======== EXERCISE INPUT

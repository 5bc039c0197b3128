//! # envgate-policy
//!
//! Per-environment policy evaluation for autonomous agents.
//!
//! An [`Environment`] (sandbox, dev, staging, prod, ...) declares which
//! commands an agent may run, which filesystem roots it may read, write, or
//! delete under, and whether it may touch the network. The
//! [`EnvironmentCatalog`] loads and canonicalizes one environment from a
//! config file; the [`PolicyEvaluator`] answers "is this operation
//! permitted" without side effects.
//!
//! ## Key invariants
//!
//! - **Blocklist first**: block rules (and the built-in baseline blocklist)
//!   are checked before any allow rule, so `sudo rm -rf /` is refused in
//!   every environment.
//! - **Whole-token matching**: `rm` never matches inside `confirm`.
//! - **Canonical paths**: every path is resolved (symlinks, `..`) before it is
//!   compared against a root, closing `../` traversal.
//! - **Mutations need positive authorization**: writes and deletes must land
//!   under a writable root; reads only need to avoid forbidden roots.
//!
//! ## Quick Example
//!
//! ```rust,no_run
//! use envgate_policy::EnvironmentCatalog;
//!
//! let catalog = EnvironmentCatalog::load("config/environments.yaml", "sandbox").unwrap();
//! let evaluator = catalog.into_evaluator();
//! assert!(evaluator.validate_command("sudo rm -rf /").is_err());
//! ```

pub mod catalog;
pub mod command;
pub mod environment;
pub mod error;
pub mod evaluator;
pub mod paths;

pub use catalog::{
    CommandRuleSpec, EnvironmentCatalog, EnvironmentSpec, EnvironmentsFile, PathRuleSpec,
};
pub use command::CommandVerdict;
pub use environment::{
    CommandMatcher, CommandRule, Environment, FeedbackSettings, MatchKind, PathAccess, PathRule,
    RiskLevel, RuleAction,
};
pub use error::{ConfigError, PolicyError};
pub use evaluator::PolicyEvaluator;
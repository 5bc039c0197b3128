// paths.rs — Path canonicalization shared by the catalog and the evaluator.
//
// Roots are canonicalized once at load time and every checked path is
// canonicalized the same way, so a `starts_with` comparison is meaningful.
// Paths that do not exist yet (write targets) are resolved through their
// deepest existing ancestor.

use std::ffi::OsString;
use std::path::{Component, Path, PathBuf};

/// Resolve `path` to a canonical absolute path.
///
/// Relative paths are joined onto `base`. `.` is dropped; `..` pops after the
/// path so far has been canonicalized, which matches how the kernel walks a
/// `..` that follows a symlink. Trailing slashes disappear because
/// [`Path::components`] ignores them.
pub fn resolve(path: &Path, base: &Path) -> PathBuf {
    let joined = if path.is_absolute() {
        path.to_path_buf()
    } else {
        base.join(path)
    };

    let mut out = PathBuf::new();
    for component in joined.components() {
        match component {
            Component::Prefix(_) | Component::RootDir => out.push(component.as_os_str()),
            Component::CurDir => {}
            Component::ParentDir => {
                out = canonicalize_existing(&out);
                out.pop();
            }
            Component::Normal(name) => out.push(name),
        }
    }
    canonicalize_existing(&out)
}

/// Canonicalize the deepest existing ancestor of `path` and re-attach the
/// components below it that do not exist yet.
pub fn canonicalize_existing(path: &Path) -> PathBuf {
    let mut existing = path.to_path_buf();
    let mut missing: Vec<OsString> = Vec::new();

    loop {
        if let Ok(mut canonical) = existing.canonicalize() {
            for name in missing.iter().rev() {
                canonical.push(name);
            }
            return canonical;
        }
        match existing.file_name() {
            Some(name) => {
                missing.push(name.to_os_string());
                existing.pop();
            }
            None => return path.to_path_buf(),
        }
    }
}

/// Expand a leading `~` to the home directory.
pub fn expand_home(raw: &str) -> PathBuf {
    if raw == "~" {
        if let Some(home) = dirs::home_dir() {
            return home;
        }
    } else if let Some(rest) = raw.strip_prefix("~/") {
        if let Some(home) = dirs::home_dir() {
            return home.join(rest);
        }
    }
    PathBuf::from(raw)
}

/// Number of components in a path; deeper roots are more specific.
pub(crate) fn depth(path: &Path) -> usize {
    path.components().count()
}

#[cfg(test)]
mod tests {
    use super::*;
    use tempfile::tempdir;

    #[test]
    fn parent_dirs_fold_away() {
        let dir = tempdir().unwrap();
        let base = dir.path().canonicalize().unwrap();
        std::fs::create_dir_all(base.join("a/b")).unwrap();

        let resolved = resolve(Path::new("a/b/../../c.txt"), &base);
        assert_eq!(resolved, base.join("c.txt"));
    }

    #[test]
    fn traversal_cannot_climb_past_root() {
        let resolved = resolve(Path::new("/../../../etc/passwd"), Path::new("/"));
        assert!(resolved.ends_with("passwd"));
        assert!(!resolved.to_string_lossy().contains(".."));
    }

    #[test]
    fn missing_components_are_kept() {
        let dir = tempdir().unwrap();
        let base = dir.path().canonicalize().unwrap();

        let resolved = resolve(Path::new("new/dir/file.txt"), &base);
        assert_eq!(resolved, base.join("new/dir/file.txt"));
    }

    #[test]
    fn trailing_slash_is_stripped() {
        let dir = tempdir().unwrap();
        let base = dir.path().canonicalize().unwrap();
        let raw = format!("{}/", base.display());

        assert_eq!(resolve(Path::new(&raw), Path::new("/")), base);
    }

    #[cfg(unix)]
    #[test]
    fn symlinks_are_resolved() {
        let dir = tempdir().unwrap();
        let base = dir.path().canonicalize().unwrap();
        std::fs::create_dir_all(base.join("real")).unwrap();
        std::os::unix::fs::symlink(base.join("real"), base.join("link")).unwrap();

        let resolved = resolve(Path::new("link/file.txt"), &base);
        assert_eq!(resolved, base.join("real/file.txt"));
    }

    #[test]
    fn home_is_expanded() {
        if let Some(home) = dirs::home_dir() {
            assert_eq!(expand_home("~/work"), home.join("work"));
        }
        assert_eq!(expand_home("/srv/work"), PathBuf::from("/srv/work"));
    }
}
// record.rs — Record subcommands: report the result of an executed action.

use std::time::Duration;

use clap::{Args, Subcommand};
use envgate_policy::FeedbackSettings;

use super::Context;

#[derive(Args)]
pub struct RecordArgs {
    /// Task type the action belongs to (e.g. command_validation).
    #[arg(long)]
    task_type: String,
    /// The command or path that was acted on.
    #[arg(long)]
    target: String,
    /// Pattern for a success, error text for a failure.
    #[arg(long, default_value = "")]
    detail: String,
    /// How long the action took.
    #[arg(long)]
    duration_ms: Option<u64>,
}

#[derive(Subcommand)]
pub enum RecordCommands {
    /// The action ran and succeeded.
    Success(RecordArgs),
    /// The action ran and failed.
    Failure(RecordArgs),
}

pub fn execute(cmd: &RecordCommands, ctx: &Context) -> anyhow::Result<()> {
    let settings = ctx.evaluator()?.environment().feedback;

    let Some(args) = admitted(cmd, ctx, &settings) else {
        println!("Not recorded (disabled for environment '{}').", ctx.environment);
        return Ok(());
    };

    let duration = match args.duration_ms {
        Some(ms) if settings.collect_metrics => Duration::from_millis(ms),
        _ => Duration::ZERO,
    };

    let tracker = ctx.tracker()?;
    let outcome = match cmd {
        RecordCommands::Success(_) => tracker.record_success(
            &args.task_type,
            &args.target,
            &args.detail,
            duration,
            serde_json::Value::Null,
        )?,
        RecordCommands::Failure(_) => tracker.record_failure(
            &args.task_type,
            &args.target,
            &args.detail,
            duration,
            serde_json::Value::Null,
        )?,
    };
    tracker.close()?;

    println!("Recorded outcome #{} ({:?}).", outcome.sequence, outcome.result);
    Ok(())
}

/// The arguments to record, or `None` when settings say to skip it.
fn admitted<'a>(
    cmd: &'a RecordCommands,
    ctx: &Context,
    settings: &FeedbackSettings,
) -> Option<&'a RecordArgs> {
    if !ctx.record || !settings.track_outcomes {
        return None;
    }
    match cmd {
        RecordCommands::Success(args) => Some(args),
        RecordCommands::Failure(args) if settings.auto_report_errors => Some(args),
        RecordCommands::Failure(_) => None,
    }
}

================

With the first line of the material as the start and the line containing "before it is" as the end, repeat that span exactly and add nothing.

## RESPONSE TO THIS EXERCISE
repository 5bc039c0197b3128
//! # envgate-policy
//!
//! Per-environment policy evaluation for autonomous agents.
//!
//! An [`Environment`] (sandbox, dev, staging, prod, ...) declares which
//! commands an agent may run, which filesystem roots it may read, write, or
//! delete under, and whether it may touch the network. The
//! [`EnvironmentCatalog`] loads and canonicalizes one environment from a
//! config file; the [`PolicyEvaluator`] answers "is this operation
//! permitted" without side effects.
//!
//! ## Key invariants
//!
//! - **Blocklist first**: block rules (and the built-in baseline blocklist)
//!   are checked before any allow rule, so `sudo rm -rf /` is refused in
//!   every environment.
//! - **Whole-token matching**: `rm` never matches inside `confirm`.
//! - **Canonical paths**: every path is resolved (symlinks, `..`) before it is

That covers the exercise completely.